- **Collected data entries**
________
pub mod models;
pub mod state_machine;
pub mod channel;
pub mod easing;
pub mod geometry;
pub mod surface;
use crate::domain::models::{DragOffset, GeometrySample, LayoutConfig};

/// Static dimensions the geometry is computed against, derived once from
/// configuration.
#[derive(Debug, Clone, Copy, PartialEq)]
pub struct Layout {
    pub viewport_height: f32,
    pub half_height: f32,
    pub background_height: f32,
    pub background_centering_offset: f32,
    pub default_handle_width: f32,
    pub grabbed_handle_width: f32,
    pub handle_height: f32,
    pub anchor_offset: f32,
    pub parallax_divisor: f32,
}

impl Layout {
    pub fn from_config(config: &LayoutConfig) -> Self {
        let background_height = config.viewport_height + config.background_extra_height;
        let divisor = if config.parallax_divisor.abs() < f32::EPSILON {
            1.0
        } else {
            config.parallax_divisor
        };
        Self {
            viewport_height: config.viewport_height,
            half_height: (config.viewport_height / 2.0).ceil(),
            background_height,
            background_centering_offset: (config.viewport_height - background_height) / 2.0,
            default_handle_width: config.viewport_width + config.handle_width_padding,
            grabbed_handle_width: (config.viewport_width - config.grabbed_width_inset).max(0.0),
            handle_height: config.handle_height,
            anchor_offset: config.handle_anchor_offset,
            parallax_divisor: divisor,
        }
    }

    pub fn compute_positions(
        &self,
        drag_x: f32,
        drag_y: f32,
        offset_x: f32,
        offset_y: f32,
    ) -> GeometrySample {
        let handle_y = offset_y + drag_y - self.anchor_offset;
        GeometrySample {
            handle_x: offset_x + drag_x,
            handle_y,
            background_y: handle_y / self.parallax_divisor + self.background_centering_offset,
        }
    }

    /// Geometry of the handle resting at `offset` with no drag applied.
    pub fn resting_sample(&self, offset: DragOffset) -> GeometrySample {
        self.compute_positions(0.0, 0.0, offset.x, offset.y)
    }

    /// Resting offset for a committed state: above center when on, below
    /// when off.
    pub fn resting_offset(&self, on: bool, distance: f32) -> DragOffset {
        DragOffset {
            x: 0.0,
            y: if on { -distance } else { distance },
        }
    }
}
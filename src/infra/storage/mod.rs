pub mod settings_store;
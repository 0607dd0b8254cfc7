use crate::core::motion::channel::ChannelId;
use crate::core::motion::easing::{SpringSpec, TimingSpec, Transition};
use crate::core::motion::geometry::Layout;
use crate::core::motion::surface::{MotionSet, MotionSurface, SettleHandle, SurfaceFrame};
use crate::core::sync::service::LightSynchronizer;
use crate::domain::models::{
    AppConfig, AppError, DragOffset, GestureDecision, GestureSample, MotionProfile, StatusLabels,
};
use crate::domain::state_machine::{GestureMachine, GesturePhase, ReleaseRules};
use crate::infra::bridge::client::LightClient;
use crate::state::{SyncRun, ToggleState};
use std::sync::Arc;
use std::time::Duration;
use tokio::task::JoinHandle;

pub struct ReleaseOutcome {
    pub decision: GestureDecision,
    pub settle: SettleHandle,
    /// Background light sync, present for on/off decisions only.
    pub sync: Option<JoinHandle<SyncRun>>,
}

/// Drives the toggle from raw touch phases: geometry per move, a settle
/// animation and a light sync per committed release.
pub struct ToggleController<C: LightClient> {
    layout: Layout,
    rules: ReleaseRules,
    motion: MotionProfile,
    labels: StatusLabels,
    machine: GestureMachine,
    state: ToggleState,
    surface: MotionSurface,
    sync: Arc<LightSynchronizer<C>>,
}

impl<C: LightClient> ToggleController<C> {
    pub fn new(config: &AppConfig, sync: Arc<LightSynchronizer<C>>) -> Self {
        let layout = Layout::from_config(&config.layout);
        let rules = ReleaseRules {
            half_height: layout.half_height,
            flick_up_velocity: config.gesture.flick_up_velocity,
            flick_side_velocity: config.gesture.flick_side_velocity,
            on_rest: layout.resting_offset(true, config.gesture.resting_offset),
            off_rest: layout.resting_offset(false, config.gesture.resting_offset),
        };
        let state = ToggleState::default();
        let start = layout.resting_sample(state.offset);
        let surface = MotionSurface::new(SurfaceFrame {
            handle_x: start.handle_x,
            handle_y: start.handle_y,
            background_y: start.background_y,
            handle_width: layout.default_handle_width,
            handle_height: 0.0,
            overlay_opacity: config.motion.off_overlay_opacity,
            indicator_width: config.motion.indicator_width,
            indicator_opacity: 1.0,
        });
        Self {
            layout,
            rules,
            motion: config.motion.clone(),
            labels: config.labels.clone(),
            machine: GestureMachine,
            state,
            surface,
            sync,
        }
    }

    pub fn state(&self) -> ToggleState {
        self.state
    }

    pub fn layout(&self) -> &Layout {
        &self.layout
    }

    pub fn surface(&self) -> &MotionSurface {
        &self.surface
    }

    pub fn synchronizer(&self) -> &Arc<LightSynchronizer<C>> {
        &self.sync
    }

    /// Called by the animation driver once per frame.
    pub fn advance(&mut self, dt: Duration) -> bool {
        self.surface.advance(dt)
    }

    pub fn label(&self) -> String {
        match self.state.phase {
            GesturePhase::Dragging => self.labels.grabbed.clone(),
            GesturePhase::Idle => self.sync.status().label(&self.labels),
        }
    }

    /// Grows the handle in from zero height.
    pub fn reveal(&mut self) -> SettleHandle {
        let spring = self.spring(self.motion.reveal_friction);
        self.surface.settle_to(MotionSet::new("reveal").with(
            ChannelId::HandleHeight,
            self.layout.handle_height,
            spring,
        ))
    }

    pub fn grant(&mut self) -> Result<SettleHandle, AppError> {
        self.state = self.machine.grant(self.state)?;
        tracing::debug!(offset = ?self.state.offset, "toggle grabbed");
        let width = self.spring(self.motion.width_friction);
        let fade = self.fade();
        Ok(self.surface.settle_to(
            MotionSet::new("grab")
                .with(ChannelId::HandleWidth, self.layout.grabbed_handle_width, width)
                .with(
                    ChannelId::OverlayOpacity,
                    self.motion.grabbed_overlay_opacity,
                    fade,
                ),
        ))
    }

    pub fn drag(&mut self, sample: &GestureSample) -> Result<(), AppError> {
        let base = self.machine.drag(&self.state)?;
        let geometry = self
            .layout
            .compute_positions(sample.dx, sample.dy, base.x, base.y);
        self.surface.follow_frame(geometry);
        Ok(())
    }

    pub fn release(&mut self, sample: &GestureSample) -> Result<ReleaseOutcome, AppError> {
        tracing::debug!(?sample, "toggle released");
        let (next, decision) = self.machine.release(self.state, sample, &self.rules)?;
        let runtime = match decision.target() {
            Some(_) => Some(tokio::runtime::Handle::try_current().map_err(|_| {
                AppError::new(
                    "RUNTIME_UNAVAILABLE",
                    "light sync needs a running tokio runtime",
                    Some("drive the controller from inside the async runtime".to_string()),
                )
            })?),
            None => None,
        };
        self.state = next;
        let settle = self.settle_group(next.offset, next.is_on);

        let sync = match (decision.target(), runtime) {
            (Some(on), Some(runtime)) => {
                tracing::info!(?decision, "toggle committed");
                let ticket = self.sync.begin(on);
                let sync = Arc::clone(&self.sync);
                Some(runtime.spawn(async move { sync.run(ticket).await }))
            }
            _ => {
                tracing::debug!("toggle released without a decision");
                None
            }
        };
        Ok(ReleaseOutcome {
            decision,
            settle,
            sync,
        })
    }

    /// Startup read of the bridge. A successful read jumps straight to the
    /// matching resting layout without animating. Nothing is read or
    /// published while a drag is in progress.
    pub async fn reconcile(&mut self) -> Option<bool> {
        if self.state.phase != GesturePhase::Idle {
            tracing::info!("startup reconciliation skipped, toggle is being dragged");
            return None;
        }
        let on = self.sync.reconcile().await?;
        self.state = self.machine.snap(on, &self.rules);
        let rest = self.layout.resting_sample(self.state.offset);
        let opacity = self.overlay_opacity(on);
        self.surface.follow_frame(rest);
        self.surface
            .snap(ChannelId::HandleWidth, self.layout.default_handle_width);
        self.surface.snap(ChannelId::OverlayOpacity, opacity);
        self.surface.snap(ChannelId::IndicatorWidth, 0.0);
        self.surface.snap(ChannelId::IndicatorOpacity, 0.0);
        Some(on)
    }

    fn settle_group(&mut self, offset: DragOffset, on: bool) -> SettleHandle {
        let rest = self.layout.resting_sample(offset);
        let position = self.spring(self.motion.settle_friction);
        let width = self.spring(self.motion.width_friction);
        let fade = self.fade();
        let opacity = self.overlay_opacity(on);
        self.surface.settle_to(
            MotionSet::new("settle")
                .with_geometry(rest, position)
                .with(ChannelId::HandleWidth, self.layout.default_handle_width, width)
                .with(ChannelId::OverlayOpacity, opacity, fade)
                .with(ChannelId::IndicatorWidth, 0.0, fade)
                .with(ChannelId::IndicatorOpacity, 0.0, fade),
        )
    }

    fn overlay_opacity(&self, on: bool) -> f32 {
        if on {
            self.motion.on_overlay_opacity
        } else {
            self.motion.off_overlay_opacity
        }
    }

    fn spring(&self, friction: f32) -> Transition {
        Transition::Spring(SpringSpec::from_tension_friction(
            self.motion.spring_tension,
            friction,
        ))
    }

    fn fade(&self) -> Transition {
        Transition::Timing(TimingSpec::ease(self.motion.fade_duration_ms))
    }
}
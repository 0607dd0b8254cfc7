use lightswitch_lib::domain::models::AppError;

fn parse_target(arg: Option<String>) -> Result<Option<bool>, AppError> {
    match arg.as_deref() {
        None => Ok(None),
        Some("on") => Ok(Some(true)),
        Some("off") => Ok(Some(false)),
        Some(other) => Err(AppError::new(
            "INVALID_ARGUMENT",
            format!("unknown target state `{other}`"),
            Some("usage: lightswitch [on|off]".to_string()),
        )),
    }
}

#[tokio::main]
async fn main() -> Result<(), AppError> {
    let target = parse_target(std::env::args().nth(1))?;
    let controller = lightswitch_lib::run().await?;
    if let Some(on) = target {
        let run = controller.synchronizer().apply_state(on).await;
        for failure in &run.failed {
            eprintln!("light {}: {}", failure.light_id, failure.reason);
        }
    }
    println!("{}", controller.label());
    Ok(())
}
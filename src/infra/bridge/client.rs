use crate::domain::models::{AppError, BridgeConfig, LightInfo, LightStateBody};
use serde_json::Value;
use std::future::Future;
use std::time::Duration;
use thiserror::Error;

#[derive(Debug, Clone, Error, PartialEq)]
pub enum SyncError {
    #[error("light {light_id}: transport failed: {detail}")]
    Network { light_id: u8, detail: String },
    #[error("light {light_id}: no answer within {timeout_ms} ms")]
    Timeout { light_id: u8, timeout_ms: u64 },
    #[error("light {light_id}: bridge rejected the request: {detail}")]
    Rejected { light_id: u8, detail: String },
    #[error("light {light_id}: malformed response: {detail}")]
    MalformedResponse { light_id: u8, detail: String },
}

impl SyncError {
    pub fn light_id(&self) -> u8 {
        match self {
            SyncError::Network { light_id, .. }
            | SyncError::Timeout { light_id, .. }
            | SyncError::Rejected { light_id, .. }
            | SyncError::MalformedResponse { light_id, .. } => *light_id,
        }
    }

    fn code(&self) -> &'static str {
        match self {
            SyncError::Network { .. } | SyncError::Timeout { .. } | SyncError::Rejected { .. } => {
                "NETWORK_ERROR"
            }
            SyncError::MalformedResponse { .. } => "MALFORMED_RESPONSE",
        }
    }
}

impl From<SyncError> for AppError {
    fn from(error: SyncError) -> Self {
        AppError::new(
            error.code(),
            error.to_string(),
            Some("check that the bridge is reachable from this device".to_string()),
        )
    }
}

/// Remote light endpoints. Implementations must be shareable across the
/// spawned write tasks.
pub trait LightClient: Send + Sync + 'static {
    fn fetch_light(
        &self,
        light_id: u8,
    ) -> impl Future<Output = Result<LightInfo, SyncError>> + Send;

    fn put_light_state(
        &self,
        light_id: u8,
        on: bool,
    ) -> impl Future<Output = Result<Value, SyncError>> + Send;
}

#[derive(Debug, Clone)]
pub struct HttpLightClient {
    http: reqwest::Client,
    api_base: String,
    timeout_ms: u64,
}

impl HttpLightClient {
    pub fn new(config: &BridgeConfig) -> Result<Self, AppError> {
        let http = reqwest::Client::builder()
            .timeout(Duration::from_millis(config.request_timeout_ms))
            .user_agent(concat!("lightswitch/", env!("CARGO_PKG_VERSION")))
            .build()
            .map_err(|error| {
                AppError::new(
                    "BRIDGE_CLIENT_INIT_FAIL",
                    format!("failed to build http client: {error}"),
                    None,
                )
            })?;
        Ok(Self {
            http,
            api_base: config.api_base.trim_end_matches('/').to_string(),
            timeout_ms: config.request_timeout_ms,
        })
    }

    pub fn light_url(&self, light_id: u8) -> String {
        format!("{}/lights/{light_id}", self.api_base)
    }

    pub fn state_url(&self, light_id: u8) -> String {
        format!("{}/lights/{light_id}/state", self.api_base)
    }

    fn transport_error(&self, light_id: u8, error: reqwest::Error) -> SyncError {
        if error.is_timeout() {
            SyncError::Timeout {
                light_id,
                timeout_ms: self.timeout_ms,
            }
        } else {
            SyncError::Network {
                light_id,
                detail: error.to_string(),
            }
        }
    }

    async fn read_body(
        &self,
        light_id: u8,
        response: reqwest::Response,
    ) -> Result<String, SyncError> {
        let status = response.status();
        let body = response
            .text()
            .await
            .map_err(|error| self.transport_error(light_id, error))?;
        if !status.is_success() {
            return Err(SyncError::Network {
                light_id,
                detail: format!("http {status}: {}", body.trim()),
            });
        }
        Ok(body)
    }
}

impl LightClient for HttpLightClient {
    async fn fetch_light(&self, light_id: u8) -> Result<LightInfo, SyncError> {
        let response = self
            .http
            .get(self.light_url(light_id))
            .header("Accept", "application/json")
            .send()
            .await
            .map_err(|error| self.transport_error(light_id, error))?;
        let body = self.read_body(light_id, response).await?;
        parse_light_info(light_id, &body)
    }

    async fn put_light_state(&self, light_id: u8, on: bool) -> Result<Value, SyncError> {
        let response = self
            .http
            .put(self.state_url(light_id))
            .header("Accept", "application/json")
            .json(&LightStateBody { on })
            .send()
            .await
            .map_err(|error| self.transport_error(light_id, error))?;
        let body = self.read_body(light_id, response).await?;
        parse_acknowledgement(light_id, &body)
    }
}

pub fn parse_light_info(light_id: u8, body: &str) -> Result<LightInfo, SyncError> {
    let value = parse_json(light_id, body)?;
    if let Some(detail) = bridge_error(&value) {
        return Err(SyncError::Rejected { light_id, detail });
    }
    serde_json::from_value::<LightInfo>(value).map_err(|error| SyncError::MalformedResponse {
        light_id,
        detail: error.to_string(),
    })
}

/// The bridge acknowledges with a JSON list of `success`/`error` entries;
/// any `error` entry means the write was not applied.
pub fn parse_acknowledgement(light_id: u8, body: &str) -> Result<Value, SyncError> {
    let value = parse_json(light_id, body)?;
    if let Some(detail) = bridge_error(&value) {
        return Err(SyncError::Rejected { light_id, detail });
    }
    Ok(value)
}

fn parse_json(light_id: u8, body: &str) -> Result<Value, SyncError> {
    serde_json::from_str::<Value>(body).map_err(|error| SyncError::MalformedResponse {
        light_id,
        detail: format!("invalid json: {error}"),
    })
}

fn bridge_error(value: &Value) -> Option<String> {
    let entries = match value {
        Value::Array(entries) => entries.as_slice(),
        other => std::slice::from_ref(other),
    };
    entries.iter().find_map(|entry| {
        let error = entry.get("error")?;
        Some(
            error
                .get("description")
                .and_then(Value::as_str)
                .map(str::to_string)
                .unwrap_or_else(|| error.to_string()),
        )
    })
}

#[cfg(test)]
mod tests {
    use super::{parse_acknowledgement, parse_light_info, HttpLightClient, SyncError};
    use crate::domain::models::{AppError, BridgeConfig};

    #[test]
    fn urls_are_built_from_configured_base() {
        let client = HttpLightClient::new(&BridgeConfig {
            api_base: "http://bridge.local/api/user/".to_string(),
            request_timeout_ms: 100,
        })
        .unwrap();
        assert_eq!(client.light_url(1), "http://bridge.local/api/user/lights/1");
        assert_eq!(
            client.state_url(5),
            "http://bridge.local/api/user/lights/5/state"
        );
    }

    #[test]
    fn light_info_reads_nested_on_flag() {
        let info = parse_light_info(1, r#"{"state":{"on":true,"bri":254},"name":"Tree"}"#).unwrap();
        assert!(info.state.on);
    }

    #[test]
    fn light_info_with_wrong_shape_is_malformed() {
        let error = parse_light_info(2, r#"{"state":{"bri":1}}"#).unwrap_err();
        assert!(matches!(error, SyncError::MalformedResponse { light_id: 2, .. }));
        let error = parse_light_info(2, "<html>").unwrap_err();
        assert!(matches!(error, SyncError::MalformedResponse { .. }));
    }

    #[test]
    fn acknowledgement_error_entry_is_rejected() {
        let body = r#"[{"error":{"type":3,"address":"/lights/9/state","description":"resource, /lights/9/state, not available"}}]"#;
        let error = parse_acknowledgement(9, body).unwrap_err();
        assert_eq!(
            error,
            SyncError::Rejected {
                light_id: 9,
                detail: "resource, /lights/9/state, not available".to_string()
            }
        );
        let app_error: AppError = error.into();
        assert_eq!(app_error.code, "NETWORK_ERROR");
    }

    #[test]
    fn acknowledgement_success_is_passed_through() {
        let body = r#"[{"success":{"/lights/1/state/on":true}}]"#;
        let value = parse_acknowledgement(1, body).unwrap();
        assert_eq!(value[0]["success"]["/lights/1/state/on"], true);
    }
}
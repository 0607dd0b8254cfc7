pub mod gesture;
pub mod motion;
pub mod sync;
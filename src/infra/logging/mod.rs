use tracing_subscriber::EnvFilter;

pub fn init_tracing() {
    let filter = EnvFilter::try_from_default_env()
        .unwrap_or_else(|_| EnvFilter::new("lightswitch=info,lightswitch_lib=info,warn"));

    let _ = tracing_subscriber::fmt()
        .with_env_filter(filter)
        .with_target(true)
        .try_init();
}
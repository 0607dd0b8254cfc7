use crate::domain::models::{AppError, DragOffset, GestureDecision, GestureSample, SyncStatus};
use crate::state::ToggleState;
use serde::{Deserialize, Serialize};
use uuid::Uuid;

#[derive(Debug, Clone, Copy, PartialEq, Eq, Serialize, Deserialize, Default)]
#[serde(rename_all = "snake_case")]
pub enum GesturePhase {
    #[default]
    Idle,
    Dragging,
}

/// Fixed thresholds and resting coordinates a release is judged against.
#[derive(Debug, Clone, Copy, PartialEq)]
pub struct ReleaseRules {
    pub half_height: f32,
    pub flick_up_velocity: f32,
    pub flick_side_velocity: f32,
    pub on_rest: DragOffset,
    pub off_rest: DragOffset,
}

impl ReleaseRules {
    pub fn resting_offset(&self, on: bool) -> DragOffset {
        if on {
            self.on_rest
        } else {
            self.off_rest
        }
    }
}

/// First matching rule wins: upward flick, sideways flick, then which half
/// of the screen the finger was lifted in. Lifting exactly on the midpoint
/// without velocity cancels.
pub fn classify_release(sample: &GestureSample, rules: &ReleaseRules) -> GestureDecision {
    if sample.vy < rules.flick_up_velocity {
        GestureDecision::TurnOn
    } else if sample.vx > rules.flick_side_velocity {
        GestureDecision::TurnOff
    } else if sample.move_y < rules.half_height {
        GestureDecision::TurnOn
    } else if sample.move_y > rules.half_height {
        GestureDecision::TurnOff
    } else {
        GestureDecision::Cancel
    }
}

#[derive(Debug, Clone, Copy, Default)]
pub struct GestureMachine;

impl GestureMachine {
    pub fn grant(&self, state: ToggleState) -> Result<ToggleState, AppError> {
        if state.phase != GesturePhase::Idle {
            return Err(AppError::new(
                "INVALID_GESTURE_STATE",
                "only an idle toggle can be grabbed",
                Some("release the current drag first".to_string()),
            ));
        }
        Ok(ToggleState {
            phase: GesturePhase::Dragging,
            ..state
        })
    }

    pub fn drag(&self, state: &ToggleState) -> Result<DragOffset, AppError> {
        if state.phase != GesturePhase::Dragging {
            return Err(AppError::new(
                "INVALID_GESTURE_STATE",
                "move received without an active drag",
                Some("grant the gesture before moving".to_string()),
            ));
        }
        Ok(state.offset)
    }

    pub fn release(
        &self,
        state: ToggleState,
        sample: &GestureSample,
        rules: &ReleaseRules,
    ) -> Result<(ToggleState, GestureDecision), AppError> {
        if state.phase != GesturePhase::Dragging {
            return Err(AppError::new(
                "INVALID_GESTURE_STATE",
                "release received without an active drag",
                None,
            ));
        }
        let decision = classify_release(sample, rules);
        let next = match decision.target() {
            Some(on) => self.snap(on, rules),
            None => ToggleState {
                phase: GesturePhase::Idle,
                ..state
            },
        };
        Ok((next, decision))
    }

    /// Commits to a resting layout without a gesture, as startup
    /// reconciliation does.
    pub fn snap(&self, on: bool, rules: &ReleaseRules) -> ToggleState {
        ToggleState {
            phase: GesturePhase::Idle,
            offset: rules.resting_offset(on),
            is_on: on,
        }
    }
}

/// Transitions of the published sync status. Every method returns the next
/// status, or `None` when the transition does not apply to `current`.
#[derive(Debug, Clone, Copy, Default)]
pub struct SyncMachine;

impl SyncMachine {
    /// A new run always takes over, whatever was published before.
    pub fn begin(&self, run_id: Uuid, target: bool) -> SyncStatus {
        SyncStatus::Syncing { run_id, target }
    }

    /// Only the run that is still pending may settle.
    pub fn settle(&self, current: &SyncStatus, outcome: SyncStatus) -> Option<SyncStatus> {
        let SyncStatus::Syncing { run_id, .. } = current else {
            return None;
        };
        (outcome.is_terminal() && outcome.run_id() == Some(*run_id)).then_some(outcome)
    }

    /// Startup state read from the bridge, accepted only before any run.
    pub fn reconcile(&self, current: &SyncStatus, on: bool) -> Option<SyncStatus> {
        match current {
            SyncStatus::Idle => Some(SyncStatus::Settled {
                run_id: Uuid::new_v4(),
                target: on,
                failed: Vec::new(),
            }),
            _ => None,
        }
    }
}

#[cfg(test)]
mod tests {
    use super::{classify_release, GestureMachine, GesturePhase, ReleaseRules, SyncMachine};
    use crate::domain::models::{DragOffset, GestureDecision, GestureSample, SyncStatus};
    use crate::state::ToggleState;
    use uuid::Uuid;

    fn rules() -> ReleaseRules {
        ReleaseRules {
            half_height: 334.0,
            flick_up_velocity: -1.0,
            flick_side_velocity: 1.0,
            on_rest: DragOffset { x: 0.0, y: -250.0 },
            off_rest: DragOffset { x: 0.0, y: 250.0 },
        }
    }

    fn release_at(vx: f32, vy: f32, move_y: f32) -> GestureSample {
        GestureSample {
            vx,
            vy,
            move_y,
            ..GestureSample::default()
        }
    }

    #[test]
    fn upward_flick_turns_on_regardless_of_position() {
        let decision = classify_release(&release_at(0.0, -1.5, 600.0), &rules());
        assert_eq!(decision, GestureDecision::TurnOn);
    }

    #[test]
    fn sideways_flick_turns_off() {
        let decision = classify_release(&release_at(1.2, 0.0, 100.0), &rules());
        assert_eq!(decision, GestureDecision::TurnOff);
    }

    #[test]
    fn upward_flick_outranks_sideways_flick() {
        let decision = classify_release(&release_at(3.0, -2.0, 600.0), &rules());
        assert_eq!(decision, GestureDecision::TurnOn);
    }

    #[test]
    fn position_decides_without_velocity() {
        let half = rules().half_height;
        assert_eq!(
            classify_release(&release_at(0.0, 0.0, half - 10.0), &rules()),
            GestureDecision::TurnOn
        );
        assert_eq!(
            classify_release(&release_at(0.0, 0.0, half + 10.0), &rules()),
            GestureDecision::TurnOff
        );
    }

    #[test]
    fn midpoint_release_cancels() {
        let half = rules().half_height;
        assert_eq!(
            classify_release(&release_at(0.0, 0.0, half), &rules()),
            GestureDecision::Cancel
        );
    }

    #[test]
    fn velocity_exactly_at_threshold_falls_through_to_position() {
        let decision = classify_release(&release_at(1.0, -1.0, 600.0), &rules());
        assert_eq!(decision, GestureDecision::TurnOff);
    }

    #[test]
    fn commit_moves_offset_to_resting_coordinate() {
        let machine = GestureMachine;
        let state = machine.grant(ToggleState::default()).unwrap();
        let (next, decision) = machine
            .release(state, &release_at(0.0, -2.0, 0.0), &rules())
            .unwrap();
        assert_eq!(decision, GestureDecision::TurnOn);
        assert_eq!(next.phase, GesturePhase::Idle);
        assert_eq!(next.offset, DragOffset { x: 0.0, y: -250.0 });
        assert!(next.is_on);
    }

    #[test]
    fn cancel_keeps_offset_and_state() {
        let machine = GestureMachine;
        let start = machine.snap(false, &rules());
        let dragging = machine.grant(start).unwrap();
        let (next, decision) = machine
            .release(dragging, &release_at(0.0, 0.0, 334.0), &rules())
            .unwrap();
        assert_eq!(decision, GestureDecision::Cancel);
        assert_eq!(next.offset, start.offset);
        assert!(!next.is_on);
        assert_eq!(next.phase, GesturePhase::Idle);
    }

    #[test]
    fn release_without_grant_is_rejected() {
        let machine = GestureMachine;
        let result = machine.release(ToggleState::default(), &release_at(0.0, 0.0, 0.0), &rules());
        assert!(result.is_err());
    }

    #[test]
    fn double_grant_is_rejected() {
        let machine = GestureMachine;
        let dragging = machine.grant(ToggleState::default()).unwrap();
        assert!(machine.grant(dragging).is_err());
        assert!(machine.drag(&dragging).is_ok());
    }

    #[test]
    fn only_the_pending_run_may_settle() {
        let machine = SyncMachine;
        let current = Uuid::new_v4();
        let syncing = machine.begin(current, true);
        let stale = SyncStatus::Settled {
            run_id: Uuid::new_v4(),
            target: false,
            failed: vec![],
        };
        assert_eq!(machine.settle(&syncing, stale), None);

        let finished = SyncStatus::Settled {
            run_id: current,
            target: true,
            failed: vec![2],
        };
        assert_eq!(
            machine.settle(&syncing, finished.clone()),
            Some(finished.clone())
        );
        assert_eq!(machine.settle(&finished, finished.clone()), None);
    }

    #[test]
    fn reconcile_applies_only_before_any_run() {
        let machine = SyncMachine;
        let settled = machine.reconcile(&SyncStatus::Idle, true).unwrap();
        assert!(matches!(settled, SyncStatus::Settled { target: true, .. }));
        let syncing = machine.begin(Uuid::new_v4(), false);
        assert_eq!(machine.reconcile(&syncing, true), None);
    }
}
________
- **Activity**
Starting with the first line of the entries and ending with the line that has "pub fn from_config(config: &LayoutConfig)", copy each line exactly and add nothing.

- **Task solution**
pub mod models;
pub mod state_machine;
pub mod channel;
pub mod easing;
pub mod geometry;
pub mod surface;
use crate::domain::models::{DragOffset, GeometrySample, LayoutConfig};

/// Static dimensions the geometry is computed against, derived once from
/// configuration.
#[derive(Debug, Clone, Copy, PartialEq)]
pub struct Layout {
    pub viewport_height: f32,
    pub half_height: f32,
    pub background_height: f32,
    pub background_centering_offset: f32,
    pub default_handle_width: f32,
    pub grabbed_handle_width: f32,
    pub handle_height: f32,
    pub anchor_offset: f32,
    pub parallax_divisor: f32,
}

impl Layout {
    pub fn from_config(config: &LayoutConfig) -> Self {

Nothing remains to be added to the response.